Data provided.
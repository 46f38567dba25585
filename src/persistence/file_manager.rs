use std::collections::HashMap;
use std::fs;
use std::fs::File;
use std::io::{Read, Seek, SeekFrom, Write};
use std::path::{Path, PathBuf};

use anyhow::{bail, Result};
use sha1::{Digest, Sha1};
use size::Size;

/// Maps piece space onto the declared file layout and performs all disk I/O.
///
/// The span table is computed once at construction; afterwards the only
/// mutable state is the per-piece completion status and the handle cache.
/// Verification is the scheduler's job: `write_piece` trusts its input.
pub struct FileManager {
    file_list: Vec<(PathBuf, u64)>, // path with base, declared size
    piece_hashes: Vec<[u8; 20]>,
    piece_length: u64,
    total_length: u64,
    // piece idx -> ordered spans (path, start offset in file, end offset in file)
    piece_to_files: Vec<Vec<(PathBuf, u64, u64)>>,
    pub piece_completion_status: Vec<bool>,
    file_handles: FileHandles,
}

struct FileHandles {
    handles: HashMap<PathBuf, File>,
}

impl FileHandles {
    fn new() -> Self {
        FileHandles {
            handles: HashMap::new(),
        }
    }

    fn get_file(&mut self, file_path: &PathBuf) -> Result<&mut File> {
        if !self.handles.contains_key(file_path) {
            if let Some(dir) = file_path.parent() {
                fs::create_dir_all(dir)?;
            }
            let f = File::options()
                .read(true)
                .write(true)
                .create(true)
                .truncate(false)
                .open(file_path)?;
            self.handles.insert(file_path.clone(), f);
        }
        Ok(self
            .handles
            .get_mut(file_path)
            .expect("inserted right above"))
    }
}

impl FileManager {
    pub fn new(
        base_path: &Path,
        file_list: Vec<(String, u64)>,
        piece_length: u64,
        piece_hashes: Vec<[u8; 20]>,
    ) -> Result<FileManager> {
        if file_list.is_empty() {
            bail!("the torrent does not declare any file");
        }
        if piece_length == 0 || piece_hashes.is_empty() {
            bail!("the torrent does not declare any piece");
        }
        let total_length: u64 = file_list.iter().map(|(_, size)| *size).sum();
        let num_pieces = piece_hashes.len() as u64;
        if total_length > num_pieces * piece_length
            || total_length <= (num_pieces - 1) * piece_length
        {
            bail!(
                "the total size of all files ({total_length}) does not fit the declared {num_pieces} pieces of {piece_length} bytes"
            );
        }

        let mut fm_file_list = Vec::new();
        for (file_name, size) in file_list.iter() {
            let file_name_path = Path::new(file_name);
            if file_name_path.is_absolute()
                || file_name_path
                    .components()
                    .any(|c| c == std::path::Component::ParentDir)
            {
                bail!("the torrent declares a file with an absolute or parent-relative path: {file_name}");
            }
            fm_file_list.push((Path::new(base_path).join(file_name_path), *size));
        }

        // build the piece -> file spans table
        let mut piece_to_files = Vec::with_capacity(piece_hashes.len());
        let mut current_file_index = 0;
        let mut current_position_in_file = 0u64;
        for piece_index in 0..piece_hashes.len() {
            let mut remaining = piece_length_for(
                piece_index,
                piece_hashes.len(),
                piece_length,
                total_length,
            );
            let mut spans = Vec::new();
            while remaining > 0 {
                if current_file_index >= fm_file_list.len() {
                    bail!("piece space exceeds the declared files, the metainfo is inconsistent");
                }
                let (path, file_size) = &fm_file_list[current_file_index];
                let available = file_size - current_position_in_file;
                let take = std::cmp::min(available, remaining);
                spans.push((
                    path.clone(),
                    current_position_in_file,
                    current_position_in_file + take,
                ));
                remaining -= take;
                current_position_in_file += take;
                if current_position_in_file >= *file_size {
                    current_position_in_file = 0;
                    current_file_index += 1;
                }
            }
            piece_to_files.push(spans);
        }

        let piece_completion_status = vec![false; piece_hashes.len()];
        let mut manager = FileManager {
            file_list: fm_file_list,
            piece_hashes,
            piece_length,
            total_length,
            piece_to_files,
            piece_completion_status,
            file_handles: FileHandles::new(),
        };
        manager.preallocate_files()?;
        Ok(manager)
    }

    // create missing parent directories and grow each backing file to its
    // declared length (sparse where the filesystem allows)
    fn preallocate_files(&mut self) -> Result<()> {
        for (path, declared_size) in self.file_list.iter() {
            let f = self.file_handles.get_file(path)?;
            if f.metadata()?.len() < *declared_size {
                f.set_len(*declared_size)?;
            }
        }
        Ok(())
    }

    pub fn num_pieces(&self) -> usize {
        self.piece_hashes.len()
    }

    pub fn piece_length(&self, piece_idx: usize) -> u64 {
        piece_length_for(
            piece_idx,
            self.piece_hashes.len(),
            self.piece_length,
            self.total_length,
        )
    }

    pub fn total_length(&self) -> u64 {
        self.total_length
    }

    pub fn completed_pieces(&self) -> usize {
        self.piece_completion_status
            .iter()
            .filter(|status| **status)
            .count()
    }

    pub fn completed(&self) -> bool {
        self.completed_pieces() == self.num_pieces()
    }

    pub fn bytes_left(&self) -> u64 {
        (0..self.num_pieces())
            .filter(|idx| !self.piece_completion_status[*idx])
            .map(|idx| self.piece_length(idx))
            .sum()
    }

    /// Re-hashes whatever is already on disk and refreshes the completion
    /// status, so an interrupted download restarts where it stopped.
    pub fn refresh_completed_pieces(&mut self) {
        log::info!("checking pieces already downloaded...");
        for idx in 0..self.piece_to_files.len() {
            self.piece_completion_status[idx] = match self.read_piece_bytes(idx) {
                Ok(piece_data) => {
                    let piece_sha: [u8; 20] = Sha1::digest(&piece_data).into();
                    piece_sha == self.piece_hashes[idx]
                }
                Err(_) => false,
            };
        }
        let total_completed = self.completed_pieces();
        log::info!(
            "checking pieces already downloaded completed: {} out of {} pieces already verified ({} left)",
            total_completed,
            self.num_pieces(),
            Size::from_bytes(self.bytes_left())
        );
    }

    /// Writes a whole verified piece across its file spans. The caller is
    /// responsible for having checked the digest; a failed write leaves the
    /// piece not-completed so it can be fetched again.
    pub fn write_piece(&mut self, piece_idx: usize, data: &[u8]) -> Result<()> {
        if piece_idx >= self.piece_to_files.len() {
            bail!(
                "requested to write piece idx {} that is not in range (total pieces: {})",
                piece_idx,
                self.piece_to_files.len()
            );
        }
        if data.len() as u64 != self.piece_length(piece_idx) {
            bail!(
                "requested to write piece idx {} with {} bytes but the piece is {} bytes long",
                piece_idx,
                data.len(),
                self.piece_length(piece_idx)
            );
        }
        if self.piece_completion_status[piece_idx] {
            log::debug!("piece {piece_idx} is already on disk, skipping write");
            return Ok(());
        }
        let mut written = 0usize;
        for (file_path, start, end) in self.piece_to_files[piece_idx].iter() {
            let span_len = (end - start) as usize;
            let f = self.file_handles.get_file(file_path)?;
            f.seek(SeekFrom::Start(*start))?;
            f.write_all(&data[written..written + span_len])?;
            written += span_len;
        }
        self.piece_completion_status[piece_idx] = true;
        Ok(())
    }

    /// Reads a block out of a completed piece, for serving peer requests.
    pub fn read_block(&mut self, piece_idx: usize, begin: u64, length: u64) -> Result<Vec<u8>> {
        if piece_idx >= self.piece_to_files.len() {
            bail!(
                "requested to read piece idx {} that is not in range (total pieces: {})",
                piece_idx,
                self.piece_to_files.len()
            );
        }
        if !self.piece_completion_status[piece_idx] {
            bail!("requested to read piece idx {} that we don't have", piece_idx);
        }
        if begin + length > self.piece_length(piece_idx) {
            bail!(
                "requested to read piece idx {} range {}..{} out of the piece length {}",
                piece_idx,
                begin,
                begin + length,
                self.piece_length(piece_idx)
            );
        }
        let mut block = Vec::with_capacity(length as usize);
        let mut span_start_in_piece = 0u64;
        for (file_path, start, end) in self.piece_to_files[piece_idx].iter() {
            let span_len = end - start;
            let span_end_in_piece = span_start_in_piece + span_len;
            if span_end_in_piece > begin && span_start_in_piece < begin + length {
                let read_from = std::cmp::max(begin, span_start_in_piece);
                let read_to = std::cmp::min(begin + length, span_end_in_piece);
                let f = self.file_handles.get_file(file_path)?;
                f.seek(SeekFrom::Start(start + (read_from - span_start_in_piece)))?;
                let mut buf = vec![0u8; (read_to - read_from) as usize];
                f.read_exact(&mut buf)?;
                block.append(&mut buf);
            }
            span_start_in_piece = span_end_in_piece;
        }
        Ok(block)
    }

    fn read_piece_bytes(&mut self, piece_idx: usize) -> Result<Vec<u8>> {
        let mut piece_buf = Vec::new();
        for (file_path, start, end) in self.piece_to_files[piece_idx].clone() {
            let f = self.file_handles.get_file(&file_path)?;
            f.seek(SeekFrom::Start(start))?;
            let mut buf = vec![0u8; (end - start) as usize];
            f.read_exact(&mut buf)?;
            piece_buf.append(&mut buf);
        }
        Ok(piece_buf)
    }
}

Exercise description.
Please give again only the lines from the start of the material through the line holding "use size::Size;", exactly as they are written.

Your response.
repository 46f38567dba25585
filename src/persistence/file_manager.rs
use std::collections::HashMap;
use std::fs;
use std::fs::File;
use std::io::{Read, Seek, SeekFrom, Write};
use std::path::{Path, PathBuf};

use anyhow::{bail, Result};
use sha1::{Digest, Sha1};
use size::Size;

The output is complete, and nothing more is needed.